Composite microRNA-genetic risk score model links to migraine and implicates its pathogenesis

The neurobiological mechanisms driving the ictal-interictal fluctuations and the chronification of migraine remain elusive. We aimed to construct a composite genetic-microRNA model that could reflect the dynamic perturbations of the disease course and inform the pathogenesis of migraine. We prospectively recruited four groups of participants, including interictal episodic migraine (i.e., headache-free for > 72 hrs apart from prior and subsequent attacks), ictal episodic migraine (i.e., during moderate to severe migraine attacks), chronic migraine, and controls in the discovery cohort. Next-generation sequencing (NGS) was used for microRNA profiling. The candidate microRNAs were validated with quantitative PCR (qPCR) in an independent validation cohort. Biological pathways associated with the microRNA regulome and interaction networks were explored. In addition, all participants received genotyping with the Axiom Genome-Wide Array TWB chip. A composite model was established, combining disease-associated microRNAs and genetic risk scores (GRS) indicative of genetic susceptibility, with the objective of differentiating migraine from controls using a binary outcome. From a total of 120 participants in the discovery cohort and 197 participants in the validation cohort, we identified disease-state microRNA signatures (including miR-183, miR-25, and miR-320) that were ubiquitously higher or lower in patients with migraine compared to controls. We have also validated four disease-activity miRNA signatures (miR-1307-5p, miR-6810-5p, let-7e, and miR-140-3p) that were differentially expressed only during the ictal stage of episodic migraine. Functional analysis suggested that prolactin and estrogen signaling pathways might play important roles in the pathogenesis.
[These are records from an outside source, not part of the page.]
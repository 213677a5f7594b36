//! Pose regression against the embedding distances

use crate::{
    error::{MetricError, MetricResult},
    tensor::{Element, Shape, Tensor},
};

/// Mean absolute error between a (batch, num_pos + num_neg) prediction and the
/// query's positive and negative distances laid side by side.
///
/// Training scripts use it as an auxiliary head that regresses the distances
/// the metric loss works on.
#[derive(Debug, Clone, Copy, Default, PartialEq)]
pub struct PoseLoss;

impl PoseLoss {
    pub fn new() -> Self {
        Self
    }

    /// `concat(pos_dist, neg_dist)` along the candidate axis
    pub fn target<T: Element>(pos_dist: &Tensor<T, 2>, neg_dist: &Tensor<T, 2>) -> MetricResult<Tensor<T, 2>> {
        let (p, n) = (pos_dist.shape(), neg_dist.shape());
        if p.rows() != n.rows() {
            return Err(MetricError::shape_error(
                &format!("neg_dist with {} rows", p.rows()),
                &n.to_string(),
                Some("positive and negative distances must share the batch dimension"),
            ));
        }
        let rows: Vec<Vec<T>> = (0..p.rows())
            .map(|r| pos_dist.row(r).iter().chain(neg_dist.row(r)).copied().collect())
            .collect();
        if rows.is_empty() {
            return Ok(Tensor::zeros(Shape::new([0, p.cols() + n.cols()])));
        }
        Tensor::from_rows(rows)
    }

    fn checked_target<T: Element>(
        pos_dist: &Tensor<T, 2>,
        neg_dist: &Tensor<T, 2>,
        predicted: &Tensor<T, 2>,
    ) -> MetricResult<Tensor<T, 2>> {
        let target = Self::target(pos_dist, neg_dist)?;
        if target.shape() != predicted.shape() {
            return Err(MetricError::shape_error(
                &format!("prediction of shape {}", target.shape()),
                &predicted.shape().to_string(),
                None,
            ));
        }
        if target.numel() == 0 {
            return Err(MetricError::shape_error("a non-empty prediction", &target.shape().to_string(), None));
        }
        Ok(target)
    }

    pub fn forward<T: Element>(
        &self,
        pos_dist: &Tensor<T, 2>,
        neg_dist: &Tensor<T, 2>,
        predicted: &Tensor<T, 2>,
    ) -> MetricResult<T> {
        let target = Self::checked_target(pos_dist, neg_dist, predicted)?;
        let total: T = predicted
            .as_slice()
            .iter()
            .zip(target.as_slice())
            .map(|(&p, &t)| (p - t).abs())
            .sum();
        Ok(total / T::from_usize(target.numel()))
    }

    /// Gradient with respect to `predicted`; zero where prediction and target agree
    pub fn backward<T: Element>(
        &self,
        pos_dist: &Tensor<T, 2>,
        neg_dist: &Tensor<T, 2>,
        predicted: &Tensor<T, 2>,
        grad_output: T,
    ) -> MetricResult<Tensor<T, 2>> {
        let target = Self::checked_target(pos_dist, neg_dist, predicted)?;
        let scale = grad_output / T::from_usize(target.numel());
        let (pred, tgt) = (predicted.as_slice(), target.as_slice());
        Ok(Tensor::from_fn(predicted.shape(), |i| {
            if pred[i] > tgt[i] {
                scale
            } else if pred[i] < tgt[i] {
                -scale
            } else {
                T::zero()
            }
        }))
    }
}

/// L1 pose loss, see [`PoseLoss`]
pub fn pose_loss<T: Element>(
    pos_dist: &Tensor<T, 2>,
    neg_dist: &Tensor<T, 2>,
    predicted: &Tensor<T, 2>,
) -> MetricResult<T> {
    PoseLoss::new().forward(pos_dist, neg_dist, predicted)
}

#[cfg(test)]
mod tests {
    use super::*;

    #[test]
    fn test_pose_loss_value() {
        let pos = Tensor::<f64, 2>::from_rows(vec![vec![1.0], vec![2.0]]).unwrap();
        let neg = Tensor::from_rows(vec![vec![4.0, 5.0], vec![6.0, 7.0]]).unwrap();
        let pred = Tensor::from_rows(vec![vec![1.5, 4.0, 5.0], vec![2.0, 5.0, 7.0]]).unwrap();
        // |0.5| + |-1| over 6 entries
        let loss = pose_loss(&pos, &neg, &pred).unwrap();
        assert!((loss - 0.25).abs() < 1e-12);
    }

    #[test]
    fn test_pose_loss_gradient() {
        let pos = Tensor::<f64, 2>::from_rows(vec![vec![1.0]]).unwrap();
        let neg = Tensor::from_rows(vec![vec![4.0, 5.0]]).unwrap();
        let pred = Tensor::from_rows(vec![vec![2.0, 4.0, 3.0]]).unwrap();
        let grad = PoseLoss::new().backward(&pos, &neg, &pred, 3.0).unwrap();
        assert_eq!(grad.row(0), &[1.0, 0.0, -1.0]);
    }

    #[test]
    fn test_pose_loss_shape_errors() {
        let pos = Tensor::<f32, 2>::zeros(Shape::new([2, 1]));
        let neg = Tensor::<f32, 2>::zeros(Shape::new([2, 3]));
        let short = Tensor::<f32, 2>::zeros(Shape::new([2, 3]));
        assert!(matches!(pose_loss(&pos, &neg, &short), Err(MetricError::ShapeError(_))));

        let wrong_rows = Tensor::<f32, 2>::zeros(Shape::new([1, 3]));
        assert!(matches!(pose_loss(&pos, &wrong_rows, &short), Err(MetricError::ShapeError(_))));

        let pred = Tensor::<f32, 2>::zeros(Shape::new([2, 4]));
        assert_eq!(pose_loss(&pos, &neg, &pred).unwrap(), 0.0);
    }
}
Moreover, the composite microRNA-GRS model differentiated patients from controls, achieving a positive predictive value of over 90%. To conclude, we developed a composite microRNA-genetic risk score model, which may serve as a predictive tool for identifying high-risk individuals. Our findings may help illuminate potential pathogenic mechanisms underlying the dysfunctional allostasis of migraine and pave the way for future precision medicine.